Atualmente, o uso de nanomateriais para o tratamento de rejeitos tem sido explorado tanto no nível laboratorial quanto em pequena escala e tem apresentado excelentes resultados. "Nanoadsorventes, membranas preparadas com nanomateriais e nanofotocatalisadores já se encontram disponíveis, mas ainda necessitam maiores desenvolvimentos para aplicações em larga escala e aos multi-resíduos presentes nos efluentes de ETEs e ETAs" - ressalta Eline.
É importante destacar que a maior parte dos estudos realizados sobre remoção de contaminantes emergentes nas ETEs tem focado principalmente na fase aquosa, sendo que a carga desses contaminantes na fase sólida é frequentemente negligenciada. "Assim, a ocorrência e a distribuição de contaminantes emergentes no lodo do esgoto demanda ainda investigações detalhadas, especialmente porque o esgoto digerido é disposto em aterros ou usados como fertilizantes na agricultura e esta representa outra entrada destes compostos no ambiente" - afirma Eline.
Legislação
No Brasil, não há legislação que inclua os contaminantes emergentes. Na verdade, uma das definições para contaminantes emergentes é, justamente, não estarem incluídos em legislações de saúde e ambiente.
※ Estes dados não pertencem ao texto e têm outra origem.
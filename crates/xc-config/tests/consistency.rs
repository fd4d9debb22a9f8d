//! Whole-document consistency checks against a realistic config.

use xc_config::{
    find_duplicate_outbound, find_duplicate_tags, is_valid_address, preflight,
    validate_balancer_record, validate_outbound_record, Balancer, Document, IssueCode,
    OutboundRecord, Severity,
};

const SAMPLE: &str = r#"{
  "log": {"loglevel": "warning"},
  "inbounds": [
    {"tag": "socks-in", "protocol": "socks", "listen": "127.0.0.1", "port": 10808,
     "settings": {"udp": true}},
    {"tag": "vless-in", "protocol": "vless", "port": "443",
     "settings": {"clients": [{"id": "550e8400-e29b-41d4-a716-446655440000"}],
         "decryption": "none"}}
  ],
  "outbounds": [
    {"tag": "proxy-hk", "protocol": "vless",
     "settings": {"vnext": [{"address": "hk.example.com", "port": 443,
        "users": [{"id": "550e8400-e29b-41d4-a716-446655440000", "encryption": "none"}]}]},
     "streamSettings": {"network": "tcp", "security": "reality",
        "realitySettings": {"serverName": "www.microsoft.com", "publicKey": "abc",
            "shortId": "6ba8"}}},
    {"tag": "proxy-jp", "protocol": "trojan",
     "settings": {"servers": [{"address": "jp.example.com", "port": 443, "password": "pw"}]}},
    {"tag": "direct", "protocol": "freedom"},
    {"tag": "block", "protocol": "blackhole"}
  ],
  "routing": {
    "domainStrategy": "IPIfNonMatch",
    "rules": [
      {"domain": ["geosite:cn"], "outboundTag": "direct"},
      {"ip": ["geoip:private"], "outboundTag": "block"},
      {"network": "tcp,udp", "balancerTag": "auto"}
    ],
    "balancers": [{"tag": "auto", "selector": ["proxy-"], "strategy": {"type": "leastPing"}}]
  },
  "observatory": {"subjectSelector": ["proxy-"]}
}"#;

#[test]
fn sample_document_passes_preflight() -> anyhow::Result<()> {
    let doc = Document::from_json(SAMPLE)?;
    let report = preflight(&doc);
    assert!(report.is_clean(), "{:#?}", report.issues);
    assert!(doc.extra.contains_key("observatory"));
    Ok(())
}

#[test]
fn clearing_selector_is_fatal_and_blocks() -> anyhow::Result<()> {
    let mut doc = Document::from_json(SAMPLE)?;
    if let Some(routing) = doc.routing.as_mut() {
        routing.balancers[0].selector.clear();
    }
    let report = preflight(&doc);
    assert!(report.is_push_blocked());
    assert_eq!(report.worst(), Some(Severity::Fatal));
    Ok(())
}

#[test]
fn balancer_examples() {
    let empty = Balancer {
        tag: "b1".into(),
        selector: vec![],
        ..Default::default()
    };
    let issues = validate_balancer_record(&empty);
    assert_eq!(issues.len(), 1);
    assert_eq!(issues[0].field, "selector");
    assert_eq!(issues[0].code, IssueCode::EmptySelector);

    let ok = Balancer {
        tag: "b1".into(),
        selector: vec!["out-1".into()],
        ..Default::default()
    };
    assert!(validate_balancer_record(&ok).is_empty());
}

#[test]
fn unknown_outbound_protocol() -> anyhow::Result<()> {
    let rec: OutboundRecord =
        serde_json::from_str(r#"{"tag": "x", "protocol": "reality-proxy"}"#)?;
    let issues = validate_outbound_record(&rec);
    assert_eq!(issues.len(), 1);
    assert_eq!(issues[0].field, "protocol");
    Ok(())
}

#[test]
fn address_examples() {
    assert!(is_valid_address("8.8.8.8"));
    assert!(is_valid_address("example.com"));
    assert!(is_valid_address("localhost"));
    assert!(!is_valid_address(""));
    assert!(!is_valid_address("not a domain!!"));
    assert!(!is_valid_address("999.999.999.999"));
}

#[test]
fn inbound_outbound_tag_clash_is_case_insensitive() -> anyhow::Result<()> {
    let doc = Document::from_json(
        r#"{"inbounds": [{"tag": "In1", "protocol": "socks", "port": 1080}],
            "outbounds": [{"tag": "in1", "protocol": "freedom"}]}"#,
    )?;
    let dups = find_duplicate_tags(&doc);
    assert_eq!(dups.len(), 1);
    assert!(dups[0].eq_ignore_ascii_case("in1"));
    Ok(())
}

#[test]
fn editing_an_outbound_into_a_copy_of_another() -> anyhow::Result<()> {
    let doc = Document::from_json(SAMPLE)?;
    let mut edited = doc.outbounds[1].clone();
    edited.tag = "proxy-jp-2".into();
    assert_eq!(
        find_duplicate_outbound(&edited, &doc.outbounds, None).as_deref(),
        Some("proxy-jp")
    );
    // editing the record in place must not match itself
    assert_eq!(find_duplicate_outbound(&edited, &doc.outbounds, Some(1)), None);
    Ok(())
}

#[test]
fn wrong_typed_fields_import_and_are_flagged() -> anyhow::Result<()> {
    let doc = Document::from_json(
        r#"{
          "outbounds": [
            {"tag": "proxy-a", "protocol": "freedom"},
            {"tag": null, "protocol": "freedom"},
            {"tag": "odd", "protocol": 5}
          ],
          "routing": {"balancers": [
            {"tag": "lb-null", "selector": null},
            {"tag": "lb-text", "selector": "proxy-"}
          ]}
        }"#,
    )?;
    assert_eq!(doc.outbounds.len(), 3);
    assert_eq!(doc.balancers().len(), 2);

    let report = preflight(&doc);
    assert!(report.is_push_blocked());
    let fatal: Vec<_> = report
        .fatal()
        .map(|i| (i.ptr.as_str(), i.issue.field.as_str()))
        .collect();
    assert_eq!(
        fatal,
        [
            ("/routing/balancers/0", "selector"),
            ("/routing/balancers/1", "selector")
        ]
    );

    let flagged: Vec<_> = report
        .issues
        .iter()
        .filter(|i| i.issue.severity == Severity::Error)
        .map(|i| (i.ptr.as_str(), i.issue.field.as_str(), i.issue.code))
        .collect();
    assert_eq!(
        flagged,
        [
            ("/outbounds/1", "tag", IssueCode::InvalidType),
            ("/outbounds/2", "protocol", IssueCode::InvalidType)
        ]
    );

    let back: serde_json::Value = serde_json::from_str(&doc.to_json_pretty()?)?;
    assert_eq!(back["outbounds"][1]["tag"], serde_json::Value::Null);
    assert_eq!(back["outbounds"][2]["protocol"], 5);
    Ok(())
}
Contudo, na medida em que há avanços nas pesquisas sobre o impacto desses contaminantes, estes vão sendo incluídos em normativas específicas, como por exemplo, os compostos polibromados (octa e penta BDE) e os PFOAs, que durante muito tempo foram considerados como emergentes (e ainda hoje são citados como tal na literatura científica) mas que, em 2009, foram incluídos na Convenção de Estocolmo. "Desde então são tratados como Poluentes Orgânico Persistentes (POPs) e assim, seu uso vem sendo restringido ou banido pelos países signatários desta Convenção, como é o caso do Brasil" - conta Eline.